Por Redação A12 # Em Santo Padre Atualizada em 07 MAR 2019 - 09H54

Quaresma: No caminho da vida, qual rota procuro?




A Quaresma, que acaba de começar, se refletida sob a visão do Santo Padre, Papa Francisco, nos leva sempre a olhar para dentro de nós mesmos com o jejum, que liberta do apego às coisas e do mundanismo que anestesia o coração. Oração, caridade, jejum: três investimentos num “tesouro que dura”, segundo o Papa.

Ao celebrar a missa de Cinzas, no último dia 06 de março, Francisco disse que, ao longo do caminho da Quaresma, devemos fixar o olhar no Crucificado.

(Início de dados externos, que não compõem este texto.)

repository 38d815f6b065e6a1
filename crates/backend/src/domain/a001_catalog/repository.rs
use contracts::domain::a001_catalog::aggregate::Catalog;
use once_cell::sync::OnceCell;
use serde::Deserialize;
use std::path::{Path, PathBuf};

/// Catalog set used when the configured file does not exist
const SEED_CATALOGS: &str = include_str!("../../../data/db.json");

static CATALOGS: OnceCell<Vec<Catalog>> = OnceCell::new();

#[derive(Debug, thiserror::Error)]
pub enum CatalogStoreError {
    #[error("catalog file not found: {}", .0.display())]
    NotFound(PathBuf),

    #[error("failed to read catalog file {}: {}", .path.display(), .source)]
    Io {
        path: PathBuf,
        #[source]
        source: std::io::Error,
    },

    #[error("malformed catalog data: {0}")]
    Parse(#[from] serde_json::Error),

    #[error("catalog store is not initialized")]
    NotInitialized,
}

/// Accepted file layouts: a bare array, or a json-server style database
/// object with a `Catalogs` collection.
#[derive(Debug, Deserialize)]
#[serde(untagged)]
enum CatalogSource {
    List(Vec<Catalog>),
    Database {
        #[serde(rename = "Catalogs")]
        catalogs: Vec<Catalog>,
    },
}

impl CatalogSource {
    fn into_catalogs(self) -> Vec<Catalog> {
        match self {
            CatalogSource::List(v) => v,
            CatalogSource::Database { catalogs } => catalogs,
        }
    }
}

pub fn parse_catalogs(json: &str) -> Result<Vec<Catalog>, CatalogStoreError> {
    let source: CatalogSource = serde_json::from_str(json)?;
    Ok(source.into_catalogs())
}

pub fn seed_catalogs() -> Result<Vec<Catalog>, CatalogStoreError> {
    parse_catalogs(SEED_CATALOGS)
}

pub fn load_from_file(path: &Path) -> Result<Vec<Catalog>, CatalogStoreError> {
    if !path.exists() {
        return Err(CatalogStoreError::NotFound(path.to_path_buf()));
    }
    let contents = std::fs::read_to_string(path).map_err(|source| CatalogStoreError::Io {
        path: path.to_path_buf(),
        source,
    })?;
    parse_catalogs(&contents)
}

/// Install the catalog set. Later calls keep the first set.
pub fn initialize(catalogs: Vec<Catalog>) -> bool {
    CATALOGS.set(catalogs).is_ok()
}

pub fn list_all() -> Result<&'static [Catalog], CatalogStoreError> {
    CATALOGS
        .get()
        .map(Vec::as_slice)
        .ok_or(CatalogStoreError::NotInitialized)
}
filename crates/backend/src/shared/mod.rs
pub mod config;
pub mod request_logger;
use contracts::domain::a001_catalog::aggregate::Catalog;
use futures::future::{self, Either};
use gloo_net::http::Request;
use gloo_timers::future::TimeoutFuture;
use std::future::Future;

use crate::shared::api_utils::api_url;

const CATALOGS_PATH: &str = "/Catalogs";

/// Upper bound for the catalog request before the page reports an error
pub const FETCH_TIMEOUT_MS: u32 = 10_000;

/// Получить список всех каталогов
pub async fn fetch_catalogs() -> Result<Vec<Catalog>, String> {
    let response = Request::get(&api_url(CATALOGS_PATH))
        .send()
        .await
        .map_err(|e| format!("Request failed: {}", e))?;

    if !response.ok() {
        return Err(format!("HTTP error: {}", response.status()));
    }

    response
        .json::<Vec<Catalog>>()
        .await
        .map_err(|e| format!("Failed to parse response: {}", e))
}

/// Race `request` against `timer`. If the timer finishes first the result is
/// a timeout error; the request itself is not aborted, its result is dropped.
pub async fn with_timeout<T, F, D>(request: F, timer: D, timeout_ms: u32) -> Result<T, String>
where
    F: Future<Output = Result<T, String>>,
    D: Future<Output = ()>,
{
    match future::select(Box::pin(request), Box::pin(timer)).await {
        Either::Left((result, _)) => result,
        Either::Right(_) => Err(format!("Request timed out after {} ms", timeout_ms)),
    }
}

/// [`fetch_catalogs`] bounded by `timeout_ms`.
pub async fn fetch_catalogs_with_timeout(timeout_ms: u32) -> Result<Vec<Catalog>, String> {
    with_timeout(fetch_catalogs(), TimeoutFuture::new(timeout_ms), timeout_ms).await
}
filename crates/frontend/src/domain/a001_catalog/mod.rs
pub mod actions;
pub mod api;
pub mod ui;
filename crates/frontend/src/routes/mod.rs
#[allow(clippy::module_inception)]
pub mod routes;
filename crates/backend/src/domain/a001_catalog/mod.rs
pub mod repository;
pub mod service;
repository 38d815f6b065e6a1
use axum::Json;
use contracts::domain::a001_catalog::aggregate::Catalog;

use crate::domain::a001_catalog;

/// GET /Catalogs
pub async fn list_all() -> Result<Json<Vec<Catalog>>, axum::http::StatusCode> {
    match a001_catalog::service::list_all().await {
        Ok(v) => Ok(Json(v)),
        Err(e) => {
            tracing::error!("Failed to list catalogs: {}", e);
            Err(axum::http::StatusCode::INTERNAL_SERVER_ERROR)
        }
    }
}
use axum::body::{to_bytes, Body};
use axum::http::Request;
use axum::middleware::Next;
use axum::response::Response;
use chrono::Local;

/// Простой middleware для логирования запросов
///
/// Buffers the response body to report its real size, then rebuilds the
/// response from the buffered bytes.
pub async fn request_logger(req: Request<Body>, next: Next) -> Response {
    let start = std::time::Instant::now();
    let method = req.method().clone();
    let uri = req.uri().clone();

    let response = next.run(req).await;
    let (parts, body) = response.into_parts();

    let bytes = match to_bytes(body, usize::MAX).await {
        Ok(b) => b,
        Err(e) => {
            tracing::warn!(
                "{} {} -> {} | {}ms | body read failed: {}",
                method,
                uri.path(),
                parts.status.as_u16(),
                start.elapsed().as_millis(),
                e
            );
            return Response::from_parts(parts, Body::default());
        }
    };

    // голубой для 2xx, коричневый для остальных
    let color_code = if parts.status.is_success() { "36" } else { "33" };

    println!(
        "\x1b[{}m{}\x1b[0m | {:>5}ms | {:>12} | {} {:>6} {}",
        color_code,
        Local::now().format("%H:%M:%S"),
        start.elapsed().as_millis(),
        format_size(bytes.len()),
        parts.status.as_u16(),
        method,
        uri.path()
    );

    Response::from_parts(parts, Body::from(bytes))
}

/// Response size with dots between digit triads: `1234567` → `"1.234.567"`
fn format_size(bytes: usize) -> String {
    let digits = bytes.to_string();
    let head = digits.len() % 3;
    let mut out = String::with_capacity(digits.len() + digits.len() / 3);
    for (i, ch) in digits.chars().enumerate() {
        if i > 0 && (i + 3 - head) % 3 == 0 {
            out.push('.');
        }
        out.push(ch);
    }
    out
}
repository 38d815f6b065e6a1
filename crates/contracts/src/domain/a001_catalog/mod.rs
pub mod aggregate;
pub mod filters;
pub mod slug;
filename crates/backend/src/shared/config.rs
use serde::Deserialize;
use std::path::{Path, PathBuf};

#[derive(Debug, Deserialize, Clone)]
pub struct Config {
    pub server: ServerConfig,
    pub catalogs: CatalogsConfig,
}

#[derive(Debug, Deserialize, Clone)]
pub struct ServerConfig {
    pub port: u16,
}

#[derive(Debug, Deserialize, Clone)]
pub struct CatalogsConfig {
    /// JSON file with the catalog list
    pub path: String,
}

/// Default configuration embedded in the binary
const DEFAULT_CONFIG: &str = r#"
[server]
port = 3010

[catalogs]
path = "data/db.json"
"#;

/// Load configuration from config.toml file
///
/// Search order:
/// 1. Next to the executable (for production)
/// 2. Falls back to embedded default config
pub fn load_config() -> anyhow::Result<Config> {
    if let Ok(exe_path) = std::env::current_exe() {
        if let Some(exe_dir) = exe_path.parent() {
            let config_path = exe_dir.join("config.toml");

            if config_path.exists() {
                tracing::info!("Loading config from: {}", config_path.display());
                let contents = std::fs::read_to_string(&config_path)?;
                return parse_config(&contents);
            } else {
                tracing::warn!("config.toml not found at: {}", config_path.display());
            }
        }
    }

    tracing::info!("Using default embedded configuration");
    parse_config(DEFAULT_CONFIG)
}

fn parse_config(contents: &str) -> anyhow::Result<Config> {
    let config: Config = toml::from_str(contents)?;
    Ok(config)
}

/// Get the catalog file path from configuration
/// Resolves relative paths relative to the executable directory
pub fn get_catalogs_path(config: &Config) -> PathBuf {
    let path = Path::new(&config.catalogs.path);

    if path.is_absolute() {
        return path.to_path_buf();
    }

    if let Ok(exe_path) = std::env::current_exe() {
        if let Some(exe_dir) = exe_path.parent() {
            return exe_dir.join(path);
        }
    }

    PathBuf::from(&config.catalogs.path)
}

#[cfg(test)]
mod tests {
    use super::*;

    #[test]
    fn test_default_config_loads() {
        let config = parse_config(DEFAULT_CONFIG).unwrap();
        assert_eq!(config.server.port, 3010);
        assert_eq!(config.catalogs.path, "data/db.json");
    }

    #[test]
    fn test_custom_config() {
        let config = parse_config(
            r#"
            [server]
            port = 8080

            [catalogs]
            path = "/srv/shop/catalogs.json"
            "#,
        )
        .unwrap();
        assert_eq!(config.server.port, 8080);
        assert_eq!(
            get_catalogs_path(&config),
            PathBuf::from("/srv/shop/catalogs.json")
        );
    }

    #[test]
    fn test_missing_section_is_an_error() {
        assert!(parse_config("[server]\nport = 1").is_err());
    }

    #[test]
    fn test_relative_path_resolves_next_to_executable() {
        let config = parse_config(DEFAULT_CONFIG).unwrap();
        let exe_dir = std::env::current_exe()
            .unwrap()
            .parent()
            .unwrap()
            .to_path_buf();

        let resolved = get_catalogs_path(&config);
        assert!(resolved.is_absolute());
        assert_eq!(resolved, exe_dir.join("data/db.json"));
    }
}
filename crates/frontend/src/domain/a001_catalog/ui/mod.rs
pub mod category_page;
pub mod filter_sidebar;
pub mod product_card;
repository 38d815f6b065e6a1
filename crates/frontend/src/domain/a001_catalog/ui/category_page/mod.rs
pub mod state;

use self::state::{CategoryEvent, CategoryPageState, CategoryView};
use crate::domain::a001_catalog::api::{fetch_catalogs_with_timeout, FETCH_TIMEOUT_MS};
use crate::domain::a001_catalog::ui::filter_sidebar::FilterSidebar;
use crate::domain::a001_catalog::ui::product_card::ProductCard;
use contracts::domain::a001_catalog::filters::ActiveFilters;
use leptos::prelude::*;
use leptos_router::hooks::use_params_map;

/// Route parameter holding the category slug
pub const SLUG_PARAM: &str = "category_slug";

fn dispatch(state: RwSignal<CategoryPageState>, event: CategoryEvent) {
    // The page may be gone by the time a fetch completes.
    let _ = state.try_update(|s| {
        let current = std::mem::take(s);
        *s = current.reduce(event);
    });
}

#[component]
#[allow(non_snake_case)]
pub fn CategoryPage() -> impl IntoView {
    let params = use_params_map();
    let slug = Memo::new(move |_| params.read().get(SLUG_PARAM).unwrap_or_default());
    let state = RwSignal::new(CategoryPageState::default());

    Effect::new(move |_| {
        let slug = slug.get();
        log::debug!("Category slug changed: {}", slug);
        dispatch(state, CategoryEvent::SlugChanged(slug));

        let generation = state.with_untracked(|s| s.generation);
        wasm_bindgen_futures::spawn_local(async move {
            let result = fetch_catalogs_with_timeout(FETCH_TIMEOUT_MS).await;
            if let Err(e) = &result {
                log::error!("Error fetching data: {}", e);
            }
            dispatch(state, CategoryEvent::CatalogsLoaded { generation, result });
        });
    });

    let on_toggle = Callback::new(move |label: String| {
        dispatch(state, CategoryEvent::FilterToggled(label));
    });

    let active_filters = Signal::derive(move || {
        state.with(|s| match &s.view {
            CategoryView::Ready { active_filters, .. } => active_filters.clone(),
            _ => ActiveFilters::new(),
        })
    });

    view! {
        {move || match state.with(|s| s.view.clone()) {
            CategoryView::Loading => view! {
                <div class="category-page__placeholder">"Loading..."</div>
            }.into_any(),
            CategoryView::NotFound => view! {
                <div class="category-page__placeholder">"Category not found"</div>
            }.into_any(),
            CategoryView::Error(reason) => view! {
                <div class="category-page__placeholder error">
                    {format!("Failed to load category: {}", reason)}
                </div>
            }.into_any(),
            CategoryView::Ready { catalog, filtered, .. } => view! {
                <div class="category-page">
                    <FilterSidebar active_filters=active_filters on_toggle=on_toggle />
                    <div class="category-page__content">
                        <h1 class="category-page__title">{catalog.name}</h1>
                        {if filtered.is_empty() {
                            view! { <p>"No products found."</p> }.into_any()
                        } else {
                            view! {
                                <div class="product-grid">
                                    {filtered
                                        .into_iter()
                                        .map(|product| view! { <ProductCard product=product /> })
                                        .collect_view()}
                                </div>
                            }.into_any()
                        }}
                    </div>
                </div>
            }.into_any(),
        }}
    }
}
use leptos::prelude::*;

const STAR_OUTLINE_PATH: &str = "M2.866 14.85c-.078.444.36.791.746.593l4.39-2.256 4.389 2.256c.386.198.824-.149.746-.592l-.83-4.73 3.522-3.356c.33-.314.16-.888-.282-.95l-4.898-.696L8.465.792a.513.513 0 0 0-.927 0L5.354 5.12l-4.898.696c-.441.062-.612.636-.283.95l3.523 3.356-.83 4.73zm4.905-2.767-3.686 1.894.694-3.957a.565.565 0 0 0-.163-.505L1.71 6.745l4.052-.576a.525.525 0 0 0 .393-.288L8 2.223l1.847 3.658a.525.525 0 0 0 .393.288l4.052.575-2.906 2.77a.565.565 0 0 0-.163.506l.694 3.957-3.686-1.894a.503.503 0 0 0-.461 0z";

const STAR_FILL_PATH: &str = "M3.612 15.443c-.386.198-.824-.149-.746-.592l.83-4.73L.173 6.765c-.329-.314-.158-.888.283-.95l4.898-.696L7.538.792c.197-.39.73-.39.927 0l2.184 4.327 4.898.696c.441.062.612.636.282.95l-3.522 3.356.83 4.73c.078.443-.36.79-.746.592L8 13.187l-4.389 2.256z";

pub fn icon(name: &str) -> AnyView {
    match name {
        "cart" => view! {
            <svg width="16" height="16" viewBox="0 0 24 24" fill="none" stroke="currentColor" stroke-width="2" stroke-linecap="round" stroke-linejoin="round" aria-hidden="true">
                <circle cx="9" cy="21" r="1"/>
                <circle cx="20" cy="21" r="1"/>
                <path d="M1 1h4l2.68 12.39a2 2 0 0 0 2 1.61h7.72a2 2 0 0 0 2-1.61L23 6H6"/>
            </svg>
        }.into_any(),
        "heart" => view! {
            <svg width="16" height="16" viewBox="0 0 24 24" fill="none" stroke="currentColor" stroke-width="2" stroke-linecap="round" stroke-linejoin="round" aria-hidden="true">
                <path d="M20.84 4.61a5.5 5.5 0 0 0-7.78 0L12 5.67l-1.06-1.06a5.5 5.5 0 0 0-7.78 7.78l1.06 1.06L12 21.23l7.78-7.78 1.06-1.06a5.5 5.5 0 0 0 0-7.78z"/>
            </svg>
        }.into_any(),
        _ => view! { <span></span> }.into_any(),
    }
}

/// Rating star, filled or outline
pub fn star(filled: bool) -> AnyView {
    let (class, path) = if filled {
        ("bi bi-star-fill", STAR_FILL_PATH)
    } else {
        ("bi bi-star", STAR_OUTLINE_PATH)
    };
    view! {
        <svg xmlns="http://www.w3.org/2000/svg" width="16" height="16" fill="currentColor" class=class viewBox="0 0 16 16">
            <path d=path />
        </svg>
    }
    .into_any()
}
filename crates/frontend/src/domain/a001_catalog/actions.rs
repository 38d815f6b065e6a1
//! Cart and wishlist actions of the product card.
//!
//! Neither action is backed by a cart or wishlist yet: both only write the
//! product to the console log.

use contracts::domain::a001_catalog::aggregate::Product;

pub fn add_to_wishlist(product: &Product) {
    log::info!("Added to wishlist: {:?}", product);
}

pub fn add_to_cart(product: &Product) {
    log::info!("Added to cart: {:?}", product);
}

Ele citou alguns pontos importantes que são lições de Jesus Cristo para cada um de nós.

- Jesus na Cruz é a bússola da vida, que nos orienta para o Céu;
- Da Cruz, Jesus nos ensina a coragem;
- É da Cruz que Ele também ensina sobre renúncia;
- Na Cruz ganhamos a liberdade dos tentáculos do consumismo e dos laços do egoísmo, do querer sempre mais, do não nos contentarmos nunca, do coração fechado às necessidades do pobre;
- A Cruz ensina a ter uma vida que arde de caridade e não se apaga na mediocridade;
- A Cruz desperta a almaÉ um som intenso que desperta, que pretende abrandar o ritmo da nossa vida, sempre dominada pela pressa, mas que muitas vezes não sabe bem para onde vai;
- A Cruz nos convida a ir ao essencial, a jejuar do supérfluo que distrai;
- A Cruz coloca no eixo a rota da vida. Se devemos voltar, isso significa que a direção seguida não era justa.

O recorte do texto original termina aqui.